Картина испанского живописца Эль Греко “Святой Франциск в экстазе”. Размер картины 147 x 105 см, холст, масло. Франциск Ассизский – святой, учредитель названного его именем нищенствующего ордена францисканцев.
Святой Франциск знаменует собой перелом в истории аскетического идеала, а потому и новую эпоху в истории западного монашества, римской курии и гуманитарного мировоззрения.
Старое монашество в своем отречении от мира возлагало на отдельного монаха обет бедности, но это не помешало монастырям сделаться крупными поземельными собственниками, а аббатам – соперничать в богатстве и роскоши с епископами и князьями. Святой Франциск углубил идею бедности: из отрицательного признака отречения от мира он возвел ее в положительный, жизненный идеал, который вытекал из идеи следования примеру бедного Христа.
Вместе с этим Франциск Ассизский преобразил и самое назначение монашества, заменив монаха-отшельника апостолом-миссионером, который, отрекшись внутренне от мира, остается в мире, чтобы среди него призывать людей к миру и покаянию. В 1224 году Франциск отправился на высокую вершину горы Алверно, в верховьях Арно, где проводил время, поодаль от братьев по ордену, в посте и уединенной молитве. Здесь в утро Воздвижения Святого Креста Франциск имел видение, после которого на его руках и ногах, по преданию, остались стигматы, т. е. изображения головок и концов гвоздей распятого Христа.
Критические историки дают различное объяснение известию о стигматах. Газе, имея в виду, что впервые о стигматах стало известно из окружного послания преемника Франциска, Ильи, считает его виновником легенды. Гаусрат полагает, что Франциск, желая вполне пережить страсти Христовы, сам нанес себе раны, скрывая их при жизни от товарищей.
Сабатье, считая стигматы реальным фактом, ищет объяснение в таинственных проявлениях экстаза и “душевной патологии”. Повествование о видении и стигматах Франциска много содействовало представлению о нем позднейшей живописи, изображавшей его в экстазе и со страданием на лице.
Несмотря на то, что Франциск действительно считал своим призванием “оплакивать по всему свету страдания Христа” и несмотря на собственные тяжелые страдания в последние два года жизни, Франциск до конца сохранил свое поэтическое воззрение на мир. Его братская любовь ко всякой твари составляет основание его поэзии. Он кормит зимой пчел медом и вином, поднимает с дороги червяков, чтобы их не раздавили, выкупает ягненка, которого ведут на бойню, освобождает зайчонка, попавшегося в капкан, обращается с наставлениями к птицам в поле, просит “брата огонь”, когда ему делают прижигание, не причинять ему слишком много боли.
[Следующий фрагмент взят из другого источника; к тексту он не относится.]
// Resolution Orchestrator - One Document, End to End
//
// Tiers run in sequence; metrics within a tier run as independent tasks on a
// bounded pool. Each metric task walks its periods oldest first so that the
// year-over-year rule sees the prior period's resolved value.

use crate::adjudication::{Adjudicator, ReasoningService};
use crate::candidates::CandidateGenerator;
use crate::context::ResolutionContext;
use crate::error::{ResolveError, Result};
use crate::types::{
    Candidate, DocumentDefaults, Fragment, MetricId, PeriodKey, PeriodSpec, Resolution,
    ResolutionRequest, ResolvedLedger, UnresolvedReason, Verdict,
};
use crate::validators::{self, RuleInputs, ValidationSummary};
use crate::workflow::derived::{derive_metrics, DerivedMetric};
use futures::stream::{self, StreamExt};
use rust_decimal::Decimal;
use serde::Serialize;
use std::collections::{BTreeMap, HashMap};
use std::sync::Arc;
use tracing::{debug, info, warn};
use uuid::Uuid;

/// Candidates of one metric, grouped by period (oldest first)
type MetricGroups = BTreeMap<PeriodKey, Vec<Candidate>>;

/// Everything produced for one document
#[derive(Debug, Clone, Serialize)]
pub struct DocumentResolution {
    pub document_id: String,
    pub run_id: Uuid,

    /// Registry order, then period
    pub resolutions: Vec<Resolution>,

    pub candidates: Vec<Candidate>,
    pub verdicts: Vec<Verdict>,
    pub summary: ValidationSummary,
}

impl DocumentResolution {
    pub fn candidate(&self, id: &str) -> Option<&Candidate> {
        self.candidates.iter().find(|c| c.id() == id)
    }

    /// Candidate selected by `resolution`, if any
    pub fn chosen(&self, resolution: &Resolution) -> Option<&Candidate> {
        resolution
            .chosen_candidate
            .as_deref()
            .and_then(|id| self.candidate(id))
    }

    pub fn verdicts_for(&self, candidate_id: &str) -> Vec<&Verdict> {
        self.verdicts
            .iter()
            .filter(|v| v.candidate_id == candidate_id)
            .collect()
    }

    /// Source fragment identifiers behind a resolution (empty when unresolved)
    pub fn fragments_for(&self, resolution: &Resolution) -> &[String] {
        self.chosen(resolution)
            .map(|c| c.fragment_ids())
            .unwrap_or(&[])
    }

    pub fn resolution(&self, metric: MetricId, period: Option<PeriodKey>) -> Option<&Resolution> {
        self.resolutions
            .iter()
            .find(|r| r.metric == metric && r.period.as_ref().map(PeriodSpec::key) == period)
    }

    pub fn unresolved(&self) -> impl Iterator<Item = &Resolution> {
        self.resolutions.iter().filter(|r| !r.is_resolved())
    }

    pub fn resolved_count(&self) -> usize {
        self.resolutions.iter().filter(|r| r.is_resolved()).count()
    }

    /// Growth rates and ratios computed from the resolved values
    pub fn derived_metrics(&self) -> Vec<DerivedMetric> {
        derive_metrics(&self.resolutions)
    }
}

/// Output of one metric task
struct MetricOutcome {
    resolutions: Vec<Resolution>,
    verdicts: Vec<Verdict>,
    candidates: Vec<Candidate>,
}

/// Runs resolution for whole documents
pub struct ResolutionOrchestrator {
    ctx: Arc<ResolutionContext>,
    adjudicator: Adjudicator,
}

impl ResolutionOrchestrator {
    /// # Arguments
    /// * `ctx` - Shared read-only context
    /// * `service` - Reasoning service for the last adjudication step (None to disable)
    pub fn new(ctx: Arc<ResolutionContext>, service: Option<Arc<dyn ReasoningService>>) -> Self {
        let adjudicator = Adjudicator::from_context(&ctx, service);
        debug!(
            "Orchestrator ready: {} workers, reasoning service {}",
            ctx.workers,
            if adjudicator.has_service() { "configured" } else { "absent" }
        );
        Self { ctx, adjudicator }
    }

    pub fn context(&self) -> &ResolutionContext {
        &self.ctx
    }

    /// Resolve every metric found in `fragments` using the configured defaults
    pub async fn resolve_document(&self, fragments: Vec<Fragment>) -> Result<Vec<Resolution>> {
        let request = ResolutionRequest::new(Uuid::new_v4().to_string(), fragments);
        Ok(self.resolve(request).await?.resolutions)
    }

    /// Resolve one document
    ///
    /// # Returns
    /// * `EmptyDocument` when the request has no fragments
    /// * Otherwise one Resolution per (metric, period) group, plus unresolved
    ///   records for target metrics that produced no candidates
    pub async fn resolve(&self, request: ResolutionRequest) -> Result<DocumentResolution> {
        let ResolutionRequest {
            document_id,
            fragments,
            target_metrics,
            defaults,
        } = request;

        if fragments.is_empty() {
            return Err(ResolveError::EmptyDocument(document_id));
        }

        let run_id = Uuid::new_v4();
        info!(
            "Resolving document {} (run {}): {} fragments",
            document_id,
            run_id,
            fragments.len()
        );

        let targets = target_metrics.map(|targets| self.known_targets(targets));
        let defaults = merge_defaults(defaults.as_ref(), &self.ctx.defaults);

        let candidates = CandidateGenerator::new(&self.ctx).generate_with_defaults(
            &fragments,
            targets.as_deref(),
            &defaults,
        );

        let observed = observed_periods(&candidates);
        let mut groups = group_candidates(candidates);

        let mut ledger = Arc::new(ResolvedLedger::new());
        let mut resolutions = Vec::new();
        let mut verdicts = Vec::new();
        let mut all_candidates = Vec::new();

        for (tier_index, tier) in self.ctx.registry.dependency_tiers().iter().enumerate() {
            let work: Vec<(MetricId, MetricGroups)> = tier
                .iter()
                .filter_map(|metric| groups.remove(metric).map(|g| (*metric, g)))
                .collect();
            if work.is_empty() {
                continue;
            }

            debug!("Tier {}: {} metrics", tier_index, work.len());

            let outcomes: Vec<Result<MetricOutcome>> = stream::iter(work)
                .map(|(metric, metric_groups)| {
                    let ctx = Arc::clone(&self.ctx);
                    let adjudicator = self.adjudicator.clone();
                    let ledger = Arc::clone(&ledger);
                    tokio::spawn(async move {
                        resolve_metric(ctx, adjudicator, ledger, metric, metric_groups).await
                    })
                })
                .buffer_unordered(self.ctx.workers)
                .map(|joined| joined.map_err(ResolveError::from))
                .collect()
                .await;

            let mut tier_resolutions = Vec::new();
            for outcome in outcomes {
                let outcome = outcome?;
                tier_resolutions.extend(outcome.resolutions);
                verdicts.extend(outcome.verdicts);
                all_candidates.extend(outcome.candidates);
            }

            ledger = Arc::new(ledger.extended_with(&tier_resolutions));
            resolutions.extend(tier_resolutions);
        }

        for (metric, leftover) in groups {
            warn!(
                "{}: {} periods skipped, metric is not in the registry",
                metric,
                leftover.len()
            );
        }

        if let Some(targets) = &targets {
            resolutions.extend(missing_targets(targets, &observed, &resolutions));
        }

        let registry = &self.ctx.registry;
        resolutions.sort_by(|a, b| {
            registry
                .order(a.metric)
                .cmp(&registry.order(b.metric))
                .then_with(|| {
                    a.period
                        .as_ref()
                        .map(PeriodSpec::key)
                        .cmp(&b.period.as_ref().map(PeriodSpec::key))
                })
        });
        all_candidates.sort_by(|a, b| a.id().cmp(b.id()));
        // Tasks finish in any order; keep per-candidate rule order
        verdicts.sort_by(|a, b| a.candidate_id.cmp(&b.candidate_id));

        let summary = ValidationSummary::from_verdicts(&verdicts);
        let resolved = resolutions.iter().filter(|r| r.is_resolved()).count();
        info!(
            "Document {}: {} resolved, {} unresolved, {} candidates, {} verdicts ({} fail)",
            document_id,
            resolved,
            resolutions.len() - resolved,
            all_candidates.len(),
            summary.total,
            summary.failed
        );

        Ok(DocumentResolution {
            document_id,
            run_id,
            resolutions,
            candidates: all_candidates,
            verdicts,
            summary,
        })
    }

    fn known_targets(&self, targets: Vec<MetricId>) -> Vec<MetricId> {
        let mut known = Vec::with_capacity(targets.len());
        for metric in targets {
            if !self.ctx.registry.contains(metric) {
                warn!("Target {} is not in the metric registry; ignored", metric);
            } else if !known.contains(&metric) {
                known.push(metric);
            }
        }
        known
    }
}

/// Resolve all periods of one metric, oldest first
async fn resolve_metric(
    ctx: Arc<ResolutionContext>,
    adjudicator: Adjudicator,
    ledger: Arc<ResolvedLedger>,
    metric: MetricId,
    groups: MetricGroups,
) -> MetricOutcome {
    let mut outcome = MetricOutcome {
        resolutions: Vec::with_capacity(groups.len()),
        verdicts: Vec::new(),
        candidates: Vec::new(),
    };
    let mut resolved: BTreeMap<PeriodKey, Decimal> = BTreeMap::new();

    for (key, group) in groups {
        let Some(period) = group.first().map(|c| c.period().clone()) else {
            continue;
        };

        let inputs = RuleInputs {
            prior: prior_year_value(&resolved, key),
            ledger: &ledger,
        };
        let verdicts = validators::validate_group(&group, &ctx, &inputs);
        let survivors = validators::survivors(&group, &verdicts);

        let resolution = adjudicator
            .adjudicate(metric, &period, &group, &survivors, &verdicts)
            .await;

        debug!(
            "{} {}: {} ({} candidates, {} survivors)",
            metric,
            period,
            resolution.method,
            group.len(),
            survivors.len()
        );

        if let Some(value) = resolution.value {
            resolved.insert(key, value);
        }

        outcome.resolutions.push(resolution);
        outcome.verdicts.extend(verdicts);
        outcome.candidates.extend(group);
    }

    outcome
}

/// Resolved value of the same kind of period one year earlier
fn prior_year_value(resolved: &BTreeMap<PeriodKey, Decimal>, key: PeriodKey) -> Option<Decimal> {
    resolved
        .iter()
        .rev()
        .find(|(k, _)| k.is_year_before(&key))
        .map(|(_, value)| *value)
}

fn merge_defaults(
    request: Option<&DocumentDefaults>,
    configured: &DocumentDefaults,
) -> DocumentDefaults {
    let Some(request) = request else {
        return configured.clone();
    };
    DocumentDefaults {
        currency: request.currency.clone().or_else(|| configured.currency.clone()),
        scale: request.scale.clone().or_else(|| configured.scale.clone()),
        period: request.period.clone().or_else(|| configured.period.clone()),
    }
}

fn observed_periods(candidates: &[Candidate]) -> BTreeMap<PeriodKey, PeriodSpec> {
    let mut observed = BTreeMap::new();
    for candidate in candidates {
        observed
            .entry(candidate.period().key())
            .or_insert_with(|| candidate.period().clone());
    }
    observed
}

fn group_candidates(candidates: Vec<Candidate>) -> HashMap<MetricId, MetricGroups> {
    let mut groups: HashMap<MetricId, MetricGroups> = HashMap::new();
    for candidate in candidates {
        groups
            .entry(candidate.metric())
            .or_default()
            .entry(candidate.period().key())
            .or_default()
            .push(candidate);
    }
    groups
}

/// Unresolved records for target metric/period pairs that produced no group
fn missing_targets(
    targets: &[MetricId],
    observed: &BTreeMap<PeriodKey, PeriodSpec>,
    resolutions: &[Resolution],
) -> Vec<Resolution> {
    let reason = UnresolvedReason::NoCandidates;
    let mut missing = Vec::new();

    for &metric in targets {
        if observed.is_empty() {
            missing.push(Resolution::unresolved(
                metric,
                None,
                reason,
                reason.describe(),
                Vec::new(),
            ));
            continue;
        }

        for (key, period) in observed {
            let covered = resolutions.iter().any(|r| {
                r.metric == metric && r.period.as_ref().map(PeriodSpec::key) == Some(*key)
            });
            if !covered {
                missing.push(Resolution::unresolved(
                    metric,
                    Some(period.clone()),
                    reason,
                    reason.describe(),
                    Vec::new(),
                ));
            }
        }
    }

    if !missing.is_empty() {
        info!("{} target metric/period pairs had no candidates", missing.len());
    }
    missing
}

#[cfg(test)]
mod tests {
    use super::*;
    use crate::types::PeriodKind;
    use chrono::NaiveDate;

    fn key(year: i32, month: u32, day: u32, kind: PeriodKind) -> PeriodKey {
        PeriodKey {
            end: NaiveDate::from_ymd_opt(year, month, day).unwrap(),
            kind,
        }
    }

    #[test]
    fn test_prior_year_value_matches_same_kind_and_month() {
        let mut resolved = BTreeMap::new();
        resolved.insert(key(2022, 12, 31, PeriodKind::FiscalYear), Decimal::new(100, 0));
        resolved.insert(key(2023, 6, 30, PeriodKind::HalfYear), Decimal::new(40, 0));
        resolved.insert(key(2022, 6, 30, PeriodKind::HalfYear), Decimal::new(35, 0));

        assert_eq!(
            prior_year_value(&resolved, key(2023, 12, 31, PeriodKind::FiscalYear)),
            Some(Decimal::new(100, 0))
        );
        assert_eq!(
            prior_year_value(&resolved, key(2023, 6, 30, PeriodKind::HalfYear)),
            Some(Decimal::new(35, 0))
        );
        assert_eq!(
            prior_year_value(&resolved, key(2022, 12, 31, PeriodKind::FiscalYear)),
            None
        );
    }

    #[test]
    fn test_request_defaults_override_configured() {
        let configured = DocumentDefaults {
            currency: Some("GBP".to_string()),
            scale: Some("millions".to_string()),
            period: None,
        };
        let request = DocumentDefaults {
            currency: Some("USD".to_string()),
            scale: None,
            period: Some("FY2023".to_string()),
        };
        let merged = merge_defaults(Some(&request), &configured);
        assert_eq!(merged.currency.as_deref(), Some("USD"));
        assert_eq!(merged.scale.as_deref(), Some("millions"));
        assert_eq!(merged.period.as_deref(), Some("FY2023"));
        assert_eq!(merge_defaults(None, &configured), configured);
    }

    #[test]
    fn test_missing_targets_without_periods() {
        let missing = missing_targets(&[MetricId::Revenue], &BTreeMap::new(), &[]);
        assert_eq!(missing.len(), 1);
        assert!(missing[0].period.is_none());
        assert_eq!(missing[0].unresolved_reason, Some(UnresolvedReason::NoCandidates));
    }
}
Весь мир, со всеми в нем живыми существами и стихиями, превращался для Франциска в любящую семью, происходившую от одного отца и соединенную в любви к нему. Этот образ был источником, из которого вылилась его поэтическая “хвала” Господу со всеми Его творениями и паче всего с господином братом солнышком и т. д.
На призыв Франциска радостно отозвались другие поэтические души среди братии – Фома из Челано, Якопоне из Тоди, автор “Stabat Mater”, и другие францисканские поэты. Преувеличенно, конечно, считать поэтому Франциска Ассизского, как это делает Тоде, творцом итальянской поэзии и искусства и виновником Ренессанса; но нельзя не признать, что одушевление и подъем духа, проявившиеся во францисканских соборах и во фресках Джотто, были внушены смиренным и любящим последователем нищего Христа. Одной стороной своего идеала – преемством нищенствующего, странствующего Христа – Франциск примыкал к аскетическому, средневековому, некультурному идеалу; но в преемство Христа, как его понимал Франциск, включалась и любовь к человеку. Б
Лагодаря этому аскетический идеал получил иное, новое, культурное назначение. “Господь призвал нас не столько для нашего спасения, сколько для спасения многих”, – было девизом Франциска. Если в его идеал, как и в прежний монашеский, и входит отречение от мира, от земных благ и личного счастья, то это отречение сопровождается не презрением к миру, не брезгливым отчуждением от греховного и падшего человека, а жалостью к миру и состраданием к нищете и нуждам человека. Не бегство из мира становится задачей аскета, а возвращение в мир для служения человеку. Не созерцание идеального божеского царства в небесной выси составляет призвание монаха, а проповедь мира и любви, для установления и осуществления царства Божия на земле.
В лице Франциска Ассизского аскетический идеал средних веков принимает гуманитарный характер и протягивает руку гуманизму нового времени. Франциск Ассизский скончался 4 октября 1226 года; уже два года спустя он был канонизован папой Григорием IX.